A Nancy, le quartier du Sacré-Cœur cache une merveille souvent méconnue : la villa Majorelle, construite en 1901-1902 pour le célèbre ébéniste du même nom. Elle synthétise de manière parfaite la notion d’unité de l’art.
La villa Majorelle, parfois aussi nommée Jika (d’après les initiales de Jeanne Kretz, épouse de Louis Majorelle), est la première maison entièrement Art Nouveau construite à Nancy. Son architecture, ses ferronneries, ses décors intérieurs (peintures, boiseries, cheminées, rampe), adoptent alors un nouveau langage décoratif à la mode : celui de l’Ecole de Nancy.
A la campagne
La villa est construite dans un quartier nouveau en pleine extension. Des rues sont tracées, des immeubles voient le jour. La basilique du Sacré-Cœur est construite entre 1902 et 1905. De nombreux vergers laissent place à un urbanisme fait de maisons individuelles et d’immeubles de rapport. Nancy s’étend petit à petit sur sa campagne.
C’est là que Louis Majorelle implante son entreprise et sa villa, pour plusieurs raisons : les espaces disponibles sont nombreux et vastes, on est « aux portes » de Nancy, et c’est à cet endroit que sa belle-mère lui a donné un grand terrain qu’elle possédait.
Un concours de talents
L’architecture est confiée à Henri Sauvage, jeune architecte parisien, en collaboration avec Lucien Weissenburger (chargé de l’exécution sur place du chantier). L’architecture, légère et asymétrique, se développe sur trois niveaux. Au dernier étage, une très grande baie vitrée arquée ouvre sur le studio d’artiste de Louis Majorelle. Les huisseries de la baie rappellent le règne végétal et arborescent avec vigueur.

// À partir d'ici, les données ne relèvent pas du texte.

//! CLI interface for the resume matcher

use crate::config::{Config, OutputFormat};
use crate::error::{MatcherError, Result as MatcherResult};
use clap::{Parser, Subcommand};
use std::path::{Path, PathBuf};

#[derive(Parser)]
#[command(name = "resume-matcher")]
#[command(version)]
#[command(about = "Resume and job description keyword matching with AI feedback")]
#[command(long_about = "Score how many job-description keywords a resume covers, list the gaps, and optionally ask an AI reviewer for a written critique")]
pub struct Cli {
    #[command(subcommand)]
    pub command: Commands,

    /// Enable verbose logging
    #[arg(short, long, global = true)]
    pub verbose: bool,

    /// Configuration file path
    #[arg(short, long, global = true)]
    pub config: Option<PathBuf>,
}

#[derive(Subcommand)]
pub enum Commands {
    /// Compare a resume with a job description
    Analyze {
        /// Path to resume file (PDF, TXT, MD)
        #[arg(short, long)]
        resume: Option<PathBuf>,

        /// Resume text pasted on the command line
        #[arg(long, value_name = "TEXT")]
        resume_text: Option<String>,

        /// Path to job description file (TXT, MD)
        #[arg(short, long)]
        job: Option<PathBuf>,

        /// Job description text pasted on the command line
        #[arg(long, value_name = "TEXT")]
        job_text: Option<String>,

        /// Skip the AI feedback request (keyword analysis only)
        #[arg(long)]
        no_ai: bool,

        /// Show extra keywords and source details
        #[arg(short, long)]
        detailed: bool,

        /// Output format: console, json, markdown, html
        #[arg(short, long)]
        output: Option<String>,

        /// Save output to a file, or into a directory with a generated name
        #[arg(short, long)]
        save: Option<PathBuf>,

        /// Disable colored console output
        #[arg(long)]
        no_color: bool,
    },

    /// Show the keywords extracted from one document
    Keywords {
        /// Path to a PDF, TXT or MD file
        #[arg(short, long)]
        file: Option<PathBuf>,

        /// Text to analyze
        #[arg(short, long)]
        text: Option<String>,

        /// Minimum keyword length (defaults to the configured value)
        #[arg(short, long)]
        min_length: Option<usize>,

        /// Number of most frequent keywords to list
        #[arg(long, default_value_t = 20)]
        top: usize,
    },

    /// Show configuration
    Config {
        #[command(subcommand)]
        action: Option<ConfigAction>,
    },
}

#[derive(Subcommand)]
pub enum ConfigAction {
    /// Show current configuration
    Show,

    /// Reset configuration to defaults
    Reset,

    /// Print the configuration file location
    Path,
}

/// Run a `config` subcommand and return the text to print.
///
/// Only `show` reads the file, so `path` and `reset` still work when the
/// existing configuration cannot be parsed.
pub fn run_config_action(action: Option<ConfigAction>, config_path: &Path) -> MatcherResult<String> {
    match action {
        Some(ConfigAction::Show) | None => {
            let config = Config::load_from(config_path)?;
            let rendered = toml::to_string_pretty(&config)
                .map_err(|e| MatcherError::Configuration(format!("Failed to serialize config: {}", e)))?;
            let key_state = if config.api_key().is_some() { "set" } else { "not set" };
            Ok(format!(
                "⚙️  Current Configuration ({})\n\n{}\nAPI key ({}): {}",
                config_path.display(),
                rendered,
                config.feedback.api_key_env,
                key_state
            ))
        }

        Some(ConfigAction::Reset) => {
            Config::default().save_to(config_path)?;
            Ok(format!("✅ Configuration reset to defaults: {}", config_path.display()))
        }

        Some(ConfigAction::Path) => Ok(config_path.display().to_string()),
    }
}

/// Parse and validate output format
pub fn parse_output_format(format: &str) -> Result<OutputFormat, String> {
    match format.to_lowercase().as_str() {
        "console" => Ok(OutputFormat::Console),
        "json" => Ok(OutputFormat::Json),
        "markdown" | "md" => Ok(OutputFormat::Markdown),
        "html" => Ok(OutputFormat::Html),
        _ => Err(format!(
            "Invalid output format: {}. Supported: console, json, markdown, html",
            format
        )),
    }
}

/// Validate file extension
pub fn validate_file_extension(path: &Path, allowed_extensions: &[&str]) -> Result<(), String> {
    match path.extension().and_then(|ext| ext.to_str()) {
        Some(ext) => {
            if allowed_extensions.contains(&ext.to_lowercase().as_str()) {
                Ok(())
            } else {
                Err(format!(
                    "Unsupported file extension: .{}. Allowed: {}",
                    ext,
                    allowed_extensions.join(", ")
                ))
            }
        }
        None => Err("File has no extension".to_string()),
    }
}

#[cfg(test)]
mod tests {
    use super::*;
    use clap::CommandFactory;

    #[test]
    fn test_cli_definition_is_valid() {
        Cli::command().debug_assert();
    }

    #[test]
    fn test_parse_analyze_with_pasted_text() {
        let cli = Cli::try_parse_from([
            "resume-matcher",
            "analyze",
            "--resume-text",
            "Rust engineer",
            "--job",
            "job.txt",
            "--no-ai",
            "-o",
            "json",
        ])
        .unwrap();

        match cli.command {
            Commands::Analyze { resume, resume_text, job, no_ai, output, .. } => {
                assert!(resume.is_none());
                assert_eq!(resume_text.as_deref(), Some("Rust engineer"));
                assert_eq!(job, Some(PathBuf::from("job.txt")));
                assert!(no_ai);
                assert_eq!(output.as_deref(), Some("json"));
            }
            _ => panic!("expected analyze command"),
        }
    }

    #[test]
    fn test_config_path_and_reset_survive_broken_file() {
        let dir = tempfile::tempdir().unwrap();
        let path = dir.path().join("config.toml");
        std::fs::write(&path, "matching = not toml").unwrap();

        assert!(run_config_action(Some(ConfigAction::Show), &path).is_err());
        assert_eq!(
            run_config_action(Some(ConfigAction::Path), &path).unwrap(),
            path.display().to_string()
        );

        run_config_action(Some(ConfigAction::Reset), &path).unwrap();
        let shown = run_config_action(None, &path).unwrap();
        assert!(shown.contains("min_keyword_length = 3"));
    }

    #[test]
    fn test_parse_output_format() {
        assert_eq!(parse_output_format("JSON"), Ok(OutputFormat::Json));
        assert_eq!(parse_output_format("md"), Ok(OutputFormat::Markdown));
        assert!(parse_output_format("pdf").is_err());
    }

    #[test]
    fn test_validate_file_extension() {
        assert!(validate_file_extension(Path::new("resume.PDF"), &["pdf", "txt"]).is_ok());
        assert!(validate_file_extension(Path::new("resume.docx"), &["pdf", "txt"]).is_err());
        assert!(validate_file_extension(Path::new("resume"), &["pdf"]).is_err());
    }
}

Jacques Gruber est chargé des vitraux (monnaie-du-pape dans l’escalier, cucurbitacées dans la salle-à-manger). Alexandre Bigot fournit toutes les pièces en céramique (rambarde extérieure de la terrasse, cheminée monumentale de la salle-à-manger…). Les décors peints sont dus principalement à Francis Jourdain et, dans une moindre mesure, à Henri Royer. L’art est total, et même les poignées de porte reçoivent un traitement particulier.
Enfin, Majorelle réalise lui-même (via ses ateliers), tout ce qui est en bois – mobilier, escalier, boiseries – ainsi que les ferronneries. Ces dernières, jusqu’alors réduites à un simple rôle fonctionnel, deviennent des éléments du décor à part entière, en témoignent les grilles de clôtures, la marquise ou la très belle porte d’entrée au décor de monnaie-du-pape. C’est aussi le cas des poutrelles qui soutiennent le balcon du second étage. Les codes de l’architecture traditionnelle volent en éclats.
Vendue en l’état à la mort de Louis Majorelle, la villa devient en 1934 la propriété du ministère de l’Equipement qui y installe des bureaux. L’Art Nouveau n’est alors plus à la mode, les vases Gallé sont relégués au cimetière. Avec le temps, des études et des expositions font redécouvrir au public les créations de cette époque. Pour la villa Majorelle, l’heure du réveil a sonné et elle est depuis 1997 ouverte à la visite.
Les années à venir devraient voir l’achèvement de la réhabilitation de l’édifice qui a déjà retrouvé une partie de sa belle polychromie d’origine, ainsi que la remise en situation du mobilier (la salle-à-manger au motif de blé a retrouvé ses murs d’origine dès 1997) comme la chambre à coucher qui est pour le moment exposée au Musée de l’Ecole de Nancy.
La villa Majorelle est avant tout une maison d’artiste construite par des artistes. Elle est le fruit d’une volonté de confort, d’art pour tous et partout, et d’élévation de l’âme. Un beau programme en somme !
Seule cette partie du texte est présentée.